Conclusion: The study revealed a negative correlation between BMI and the FI among the cancer patient cohort as well as their complex impact on mortality and highlighted the role of dietary supplement in cancer prognosis, indicating benefits for non-frail patients with BMI < 25 kg/m².

1 Introduction

In 2022, there were over 20.0 million new cancer cases and nearly 9.7 million cancer-related deaths all over the world, making it one of the leading causes of death globally (1). The burden of cancer is substantial and continuously evolving, with prevalence and mortality rates influenced by a myriad of factors including genetic susceptibility, infections, tobacco, alcohol, radiation, dietary habits, lifestyles, and other environmental exposures (2–4). Central to improving cancer outcomes is the identification and understanding of prognostic factors (5).

Body Mass Index (BMI) is widely recognized in clinical settings for its utility in evaluating the general health and nutritional status of patients (6–16). Studies have demonstrated mixed impacts of BMI on cancer patient survival, making it a controversial component in the holistic management of cancer patients (10–16). Beyond BMI, frailty is increasingly recognized in guiding healthcare and predicting clinical outcomes of patients, particularly among the elderly. It represents an individual’s health status and capacity to withstand stressors such as illness or treatment (17). The frailty index (FI) has been identified as a significant predictor of prognosis in many diseases, such as cardiovascular diseases, respiratory illnesses, infections, and cerebrovascular diseases (18–20). Additionally, the role of dietary supplement in the management and prognosis of cancer patients is increasingly being recognized (21–23).

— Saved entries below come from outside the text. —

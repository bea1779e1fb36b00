use anyhow::Context;
use clap::Parser;
use es_indexer::{Config, Indexer, intake};
use std::path::PathBuf;
use std::sync::Arc;
use tokio::io::BufReader;
use tracing::{info, warn};
use tracing_subscriber::EnvFilter;

/// Buffers inbound event records from stdin and bulk-indexes them into
/// the configured Elasticsearch-compatible destinations.
#[derive(Debug, Parser)]
#[command(version, about)]
struct Args {
    /// Path to the YAML or JSON configuration file
    #[arg(short, long, default_value = "es-indexer.yaml")]
    config: PathBuf,
}

fn setup_logging() {
    let filter = EnvFilter::try_from_env("ES_INDEXER_LOG")
        .unwrap_or_else(|_| EnvFilter::new("info"));

    tracing_subscriber::fmt()
        .with_env_filter(filter)
        .with_writer(std::io::stderr)
        .init();
}

#[tokio::main]
async fn main() -> anyhow::Result<()> {
    setup_logging();
    let args = Args::parse();

    // 1. Load and validate config; any error here aborts startup
    let config = Config::load(&args.config)
        .with_context(|| format!("failed to load configuration from {}", args.config.display()))?;
    let indexer = Indexer::from_config(&config).context("invalid indexer configuration")?;

    // 2. Start the flush timer
    let scheduler = Arc::new(indexer).start();
    info!("started es-indexer");

    // 3. Feed stdin into the queue until EOF or Ctrl-C
    let stdin = BufReader::new(tokio::io::stdin());
    tokio::select! {
        result = intake::read_records(stdin, scheduler.indexer()) => {
            match result {
                Ok(summary) => info!(
                    accepted = summary.accepted,
                    rejected = summary.rejected,
                    "input closed"
                ),
                Err(err) => warn!(error = %err, "failed reading input"),
            }
        }
        _ = tokio::signal::ctrl_c() => {
            info!("interrupt received");
        }
    }

    // 4. Final drain, then close the destination clients
    scheduler.shutdown().await;
    info!("stopped es-indexer");

    Ok(())
}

The primary objective of this study is to investigate the associations between BMI, FI, and mortality in a cohort of American cancer patients from the National Health and Nutrition Examination Survey (NHANES) and explore the impact of dietary supplement usage on survival outcomes within different contexts of BMI and FI.

2 Materials and methods

2.1 Study population and design

This research encompasses the analysis of the NHANES database from 1999 to 2018, which is a comprehensive data collection representing the non-institutionalized, civilian population of the United States through a national, multistage, stratified, clustered probability sampling approach. The National Center for Health Statistics Ethics Review Board sanctioned the survey, and all participants provided their written consent.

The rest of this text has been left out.